§ What is expected:
Each line with the word "chain" must appear in the answer, copied from the records.

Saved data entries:
use std::collections::HashSet;
use std::fs;
use std::path::{Path, PathBuf};
use zuul_index::{FileDiscovery, IndexConfig};

fn fixture_root() -> PathBuf {
    PathBuf::from(env!("CARGO_MANIFEST_DIR"))
        .join("tests")
        .join("fixtures")
        .join("workspace")
}

fn copy_fixture() -> tempfile::TempDir {
    let src_root = fixture_root();
    let temp = tempfile::tempdir().expect("tempdir");

    for entry in walkdir::WalkDir::new(&src_root) {
        let entry = entry.expect("walkdir entry");
        let path = entry.path();
        let rel = path.strip_prefix(&src_root).expect("strip prefix");
        let dest = temp.path().join(rel);

        if entry.file_type().is_dir() {
            fs::create_dir_all(&dest).expect("create dir");
        } else {
            if let Some(parent) = dest.parent() {
                fs::create_dir_all(parent).expect("create parent");
            }
            fs::copy(path, &dest).expect("copy file");
        }
    }

    temp
}

fn rels(root: &Path, files: Vec<PathBuf>) -> HashSet<String> {
    files
        .into_iter()
        .filter_map(|p| {
            p.strip_prefix(root)
                .ok()
                .map(|r| r.to_string_lossy().replace('\\', "/"))
        })
        .collect()
}

#[test]
fn discovers_only_zuul_config_files() {
    let temp = copy_fixture();
    let discovery = FileDiscovery::new(temp.path(), &IndexConfig::default()).unwrap();
    let files = rels(temp.path(), discovery.discover().unwrap());

    let expected: HashSet<String> = ["zuul.d/jobs.yaml", "zuul.d/templates.yaml"]
        .into_iter()
        .map(String::from)
        .collect();
    assert_eq!(files, expected);
}

#[test]
fn respects_gitignore() {
    let temp = copy_fixture();
    fs::write(temp.path().join("zuul.d/local.yaml"), "- job:\n    name: local\n").unwrap();
    fs::write(temp.path().join(".gitignore"), "zuul.d/local.yaml\n").unwrap();

    let discovery = FileDiscovery::new(temp.path(), &IndexConfig::default()).unwrap();
    let files = rels(temp.path(), discovery.discover().unwrap());
    assert!(!files.contains("zuul.d/local.yaml"));
    assert!(files.contains("zuul.d/jobs.yaml"));
}

#[test]
fn custom_patterns_replace_defaults() {
    let temp = copy_fixture();
    let config = IndexConfig {
        file_patterns: vec!["playbooks/*.yaml".into()],
        ..IndexConfig::default()
    };
    let discovery = FileDiscovery::new(temp.path(), &config).unwrap();
    let files = rels(temp.path(), discovery.discover().unwrap());
    assert_eq!(files, HashSet::from(["playbooks/run.yaml".to_string()]));
}

#[test]
fn skips_cache_directory() {
    let temp = copy_fixture();
    let cached = temp.path().join(".zuul-index/zuul.d");
    fs::create_dir_all(&cached).unwrap();
    fs::write(cached.join("stale.yaml"), "- job:\n    name: stale\n").unwrap();

    let discovery = FileDiscovery::new(temp.path(), &IndexConfig::default()).unwrap();
    let files = rels(temp.path(), discovery.discover().unwrap());
    assert_eq!(files.len(), 2);
}
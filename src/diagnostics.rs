//! Diagnostics raised while indexing.
//!
//! Nothing inside the indexing boundary panics or returns an error for
//! problems local to one file, job or scalar. Those are reported as a
//! [`Diagnostic`] to a [`DiagnosticSink`] that the caller injects.

use parking_lot::Mutex;
use std::fmt;
use std::path::PathBuf;

/// Severity used when forwarding to the log.
#[derive(Debug, Clone, Copy, PartialEq, Eq, PartialOrd, Ord)]
pub enum Severity {
    Debug,
    Warning,
}

/// A non-fatal condition observed while indexing.
#[derive(Debug, Clone, PartialEq, Eq)]
pub enum Diagnostic {
    /// A scalar's text could not be re-found on its source line.
    UnlocatedScalar {
        file: PathBuf,
        line: usize,
        value: String,
    },
    /// A job mapping has no `name`.
    MissingJobName { file: PathBuf },
    /// A job name was registered twice; the later definition wins.
    DuplicateJob {
        name: String,
        previous_file: PathBuf,
        file: PathBuf,
    },
    /// The parent chain loops back on itself.
    ParentCycle { job: String, cycle: Vec<String> },
    /// A `parent` names a job that is not indexed.
    UnknownParent { job: String, parent: String },
    /// The YAML scanner rejected the document.
    UnparseableDocument { file: PathBuf, message: String },
    /// The file could not be read.
    UnreadableFile { file: PathBuf, message: String },
    /// The persisted parse cache was ignored.
    CacheDiscarded { reason: String },
}

impl Diagnostic {
    pub fn severity(&self) -> Severity {
        match self {
            Self::UnlocatedScalar { .. } => Severity::Debug,
            _ => Severity::Warning,
        }
    }
}

impl fmt::Display for Diagnostic {
    fn fmt(&self, f: &mut fmt::Formatter<'_>) -> fmt::Result {
        match self {
            Self::UnlocatedScalar { file, line, value } => write!(
                f,
                "unable to locate value {value:?} on line {} of {}",
                line + 1,
                file.display()
            ),
            Self::MissingJobName { file } => {
                write!(f, "job without a name in {}", file.display())
            }
            Self::DuplicateJob {
                name,
                previous_file,
                file,
            } => write!(
                f,
                "duplicate job `{name}`: {} replaces definition from {}",
                file.display(),
                previous_file.display()
            ),
            Self::ParentCycle { job, cycle } => {
                write!(f, "parent cycle while resolving `{job}`: {}", cycle.join(" -> "))
            }
            Self::UnknownParent { job, parent } => {
                write!(f, "job `{job}` has unknown parent `{parent}`")
            }
            Self::UnparseableDocument { file, message } => {
                write!(f, "failed to parse {}: {message}", file.display())
            }
            Self::UnreadableFile { file, message } => {
                write!(f, "failed to read {}: {message}", file.display())
            }
            Self::CacheDiscarded { reason } => write!(f, "parse cache discarded: {reason}"),
        }
    }
}

/// Receiver of diagnostics.
pub trait DiagnosticSink: Send + Sync {
    fn report(&self, diagnostic: Diagnostic);
}

/// Forwards diagnostics to `tracing`.
#[derive(Debug, Clone, Copy, Default)]
pub struct TracingSink;

impl DiagnosticSink for TracingSink {
    fn report(&self, diagnostic: Diagnostic) {
        match diagnostic.severity() {
            Severity::Debug => tracing::debug!("{}", diagnostic),
            Severity::Warning => tracing::warn!("{}", diagnostic),
        }
    }
}

/// Keeps every diagnostic in memory, also forwarding it to `tracing`.
#[derive(Debug, Default)]
pub struct CollectingSink {
    diagnostics: Mutex<Vec<Diagnostic>>,
}

impl CollectingSink {
    pub fn new() -> Self {
        Self::default()
    }

    pub fn snapshot(&self) -> Vec<Diagnostic> {
        self.diagnostics.lock().clone()
    }

    /// Drain everything collected so far.
    pub fn take(&self) -> Vec<Diagnostic> {
        std::mem::take(&mut *self.diagnostics.lock())
    }

    pub fn len(&self) -> usize {
        self.diagnostics.lock().len()
    }

    pub fn is_empty(&self) -> bool {
        self.len() == 0
    }
}

impl DiagnosticSink for CollectingSink {
    fn report(&self, diagnostic: Diagnostic) {
        TracingSink.report(diagnostic.clone());
        self.diagnostics.lock().push(diagnostic);
    }
}
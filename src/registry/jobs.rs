//! In-memory store of indexed jobs.

use crate::diagnostics::{Diagnostic, DiagnosticSink};
use crate::types::Job;
use std::collections::{HashMap, HashSet};
use std::path::{Path, PathBuf};

/// All known jobs, keyed by name and by source file.
///
/// Registration is last-writer-wins per name. Displaced definitions are kept
/// behind the winner so that removing the winning file brings the previous
/// definition back.
#[derive(Debug, Default)]
pub struct JobRegistry {
    /// Name -> definitions, the active one last.
    by_name: HashMap<String, Vec<Job>>,
    /// File -> names it defines.
    by_file: HashMap<PathBuf, HashSet<String>>,
}

impl JobRegistry {
    pub fn new() -> Self {
        Self::default()
    }

    /// Register a job. Returns whether the job was stored.
    ///
    /// Jobs without a name cannot be keyed and are dropped; the parser has
    /// already reported them.
    pub fn add(&mut self, job: Job, sink: &dyn DiagnosticSink) -> bool {
        let Ok(name) = job.name().map(str::to_string) else {
            tracing::debug!("Skipping unnamed job from {}", job.source_file().display());
            return false;
        };

        let definitions = self.by_name.entry(name.clone()).or_default();
        if let Some(previous) = definitions.last() {
            sink.report(Diagnostic::DuplicateJob {
                name: name.clone(),
                previous_file: previous.source_file().to_path_buf(),
                file: job.source_file().to_path_buf(),
            });
        }
        self.by_file
            .entry(job.source_file().to_path_buf())
            .or_default()
            .insert(name);
        definitions.push(job);
        true
    }

    /// Remove every job defined in `file`. Returns how many were removed.
    pub fn remove_all_for_file(&mut self, file: &Path) -> usize {
        let Some(names) = self.by_file.remove(file) else {
            return 0;
        };
        let mut removed = 0;
        for name in names {
            if let Some(definitions) = self.by_name.get_mut(&name) {
                let before = definitions.len();
                definitions.retain(|job| job.source_file() != file);
                removed += before - definitions.len();
                if definitions.is_empty() {
                    self.by_name.remove(&name);
                }
            }
        }
        removed
    }

    /// The active definition of `name`.
    pub fn get_by_name(&self, name: &str) -> Option<&Job> {
        self.by_name.get(name).and_then(|defs| defs.last())
    }

    /// Every job defined in `file`, shadowed ones included, in source order.
    pub fn get_all_for_file(&self, file: &Path) -> Vec<&Job> {
        let Some(names) = self.by_file.get(file) else {
            return Vec::new();
        };
        let mut jobs: Vec<&Job> = names
            .iter()
            .filter_map(|name| self.by_name.get(name))
            .flat_map(|defs| defs.iter().filter(|job| job.source_file() == file))
            .collect();
        jobs.sort_by_key(|job| job.name_location().map(|l| l.start_byte).unwrap_or(usize::MAX));
        jobs
    }

    /// Active jobs whose `parent` is `parent_name`, ordered by name.
    pub fn children_of(&self, parent_name: &str) -> Vec<&Job> {
        let mut children: Vec<&Job> = self
            .iter()
            .filter(|job| job.parent() == Some(parent_name))
            .collect();
        children.sort_by(|a, b| a.name().ok().cmp(&b.name().ok()));
        children
    }

    /// Number of distinct job names.
    pub fn total_count(&self) -> usize {
        self.by_name.len()
    }

    /// The job in `file` with a location containing the point.
    pub fn find_at(&self, file: &Path, line: usize, col: usize) -> Option<&Job> {
        self.get_all_for_file(file)
            .into_iter()
            .find(|job| job.contains(line, col))
    }

    pub fn is_known_file(&self, file: &Path) -> bool {
        self.by_file.contains_key(file)
    }

    /// Active definitions.
    pub fn iter(&self) -> impl Iterator<Item = &Job> {
        self.by_name.values().filter_map(|defs| defs.last())
    }

    pub fn files(&self) -> impl Iterator<Item = &Path> {
        self.by_file.keys().map(PathBuf::as_path)
    }

    pub fn clear(&mut self) {
        self.by_name.clear();
        self.by_file.clear();
    }
}
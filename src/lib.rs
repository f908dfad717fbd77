//! Zuul configuration index
//!
//! An incremental index over a workspace of Zuul-style CI configuration:
//! jobs with a `parent` inheritance hierarchy, and project-templates that
//! reference jobs.
//!
//! # Architecture
//!
//! 1. **Parsing**: [`DocumentParser`] streams YAML close events and turns each
//!    `- job:` / `- project-template:` record into a [`Job`] or
//!    [`ProjectTemplate`] carrying the exact [`Location`] of every scalar.
//!
//! 2. **Registries**: [`JobRegistry`] and [`ProjectTemplateRegistry`] store
//!    records per source file so a file can be swapped as a unit.
//!
//! 3. **Resolution**: [`AttributeInheritanceResolver`] walks the parent chain
//!    and merges attributes child-wins, with provenance.
//!
//! 4. **Incremental indexing**: [`IndexController`] re-parses files on change
//!    events, optionally through a modification-time keyed [`ParseCache`].
//!
//! # Usage
//!
//! ```ignore
//! use zuul_index::{IndexConfig, IndexController};
//!
//! let controller = IndexController::new("/path/to/repo".as_ref(), IndexConfig::default())?;
//! controller.index_all().await?;
//!
//! let resolved = controller.resolve("tox-py311")?;
//! ```

pub mod cache;
pub mod config;
pub mod diagnostics;
pub mod discovery;
pub mod incremental;
pub mod parsing;
pub mod query;
pub mod registry;
pub mod resolve;
pub mod state;
pub mod types;
pub mod watch;

// Re-exports
pub use cache::ParseCache;
pub use config::IndexConfig;
pub use diagnostics::{CollectingSink, Diagnostic, DiagnosticSink, TracingSink};
pub use discovery::FileDiscovery;
pub use incremental::{IndexController, IndexReport};
pub use parsing::{DocumentParser, ParserConfig};
pub use registry::{JobRegistry, ProjectTemplateRegistry};
pub use resolve::{AttributeInheritanceResolver, ResolvedAttribute, ResolvedAttributes};
pub use state::{FileStatus, IndexState, IndexStats, SharedState, create_state};
pub use types::*;
pub use watch::{FileChangeKind, FileEvent};
//! File change notifications.
//!
//! The index only consumes change events. `FileEvent` is the unit of work the
//! controller applies; with the `watch` feature, [`Watcher`] turns debounced
//! `notify` notifications into paths on a tokio channel and [`run`] feeds
//! them to an [`IndexController`](crate::incremental::IndexController) one at
//! a time.

use serde::Serialize;
use std::path::PathBuf;

#[derive(Debug, Clone, Copy, PartialEq, Eq, Hash, Serialize)]
#[serde(rename_all = "lowercase")]
pub enum FileChangeKind {
    Created,
    Modified,
    Deleted,
}

/// A change to one workspace file.
#[derive(Debug, Clone, PartialEq, Eq, Hash)]
pub struct FileEvent {
    pub path: PathBuf,
    pub kind: FileChangeKind,
}

impl FileEvent {
    pub fn new(path: PathBuf, kind: FileChangeKind) -> Self {
        Self { path, kind }
    }

    pub fn created(path: impl Into<PathBuf>) -> Self {
        Self::new(path.into(), FileChangeKind::Created)
    }

    pub fn modified(path: impl Into<PathBuf>) -> Self {
        Self::new(path.into(), FileChangeKind::Modified)
    }

    pub fn deleted(path: impl Into<PathBuf>) -> Self {
        Self::new(path.into(), FileChangeKind::Deleted)
    }
}

#[cfg(feature = "watch")]
pub use notify_watcher::{Watcher, run};

#[cfg(feature = "watch")]
mod notify_watcher {
    use crate::discovery::FileDiscovery;
    use crate::incremental::IndexController;
    use anyhow::{Context, Result};
    use notify::{RecommendedWatcher, RecursiveMode};
    use notify_debouncer_mini::{DebounceEventResult, Debouncer, new_debouncer};
    use std::path::{Path, PathBuf};
    use std::time::Duration;
    use tokio::sync::mpsc;

    /// Recursive, debounced watcher over a workspace root.
    ///
    /// Only paths accepted by [`FileDiscovery::matches`] are forwarded.
    /// Dropping the watcher stops notifications and closes the channel.
    pub struct Watcher {
        _debouncer: Debouncer<RecommendedWatcher>,
        rx: mpsc::UnboundedReceiver<PathBuf>,
    }

    impl Watcher {
        pub fn new(root: &Path, discovery: FileDiscovery, debounce: Duration) -> Result<Self> {
            let (tx, rx) = mpsc::unbounded_channel();
            let mut debouncer = new_debouncer(debounce, move |res: DebounceEventResult| match res {
                Ok(events) => {
                    for event in events {
                        if discovery.matches(&event.path) {
                            // Receiver gone means the watcher is shutting down.
                            let _ = tx.send(event.path);
                        }
                    }
                }
                Err(e) => tracing::warn!("Watch error: {}", e),
            })
            .context("Failed to create file watcher")?;

            debouncer
                .watcher()
                .watch(root, RecursiveMode::Recursive)
                .with_context(|| format!("Failed to watch {}", root.display()))?;
            tracing::info!("Watching {}", root.display());

            Ok(Self {
                _debouncer: debouncer,
                rx,
            })
        }

        /// Next changed path, or `None` once the watcher is gone.
        pub async fn next_path(&mut self) -> Option<PathBuf> {
            self.rx.recv().await
        }
    }

    /// Apply changes until the watcher stops.
    ///
    /// Events are handled sequentially; a newer change to the same file is
    /// simply applied after the older one.
    pub async fn run(controller: &IndexController, mut watcher: Watcher) {
        while let Some(path) = watcher.next_path().await {
            if let Some(kind) = controller.apply_path_change(&path).await {
                tracing::info!("{:?} {}", kind, path.display());
            }
        }
    }
}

§ Final answer:
    /// The parent chain loops back on itself.
//! 3. **Resolution**: [`AttributeInheritanceResolver`] walks the parent chain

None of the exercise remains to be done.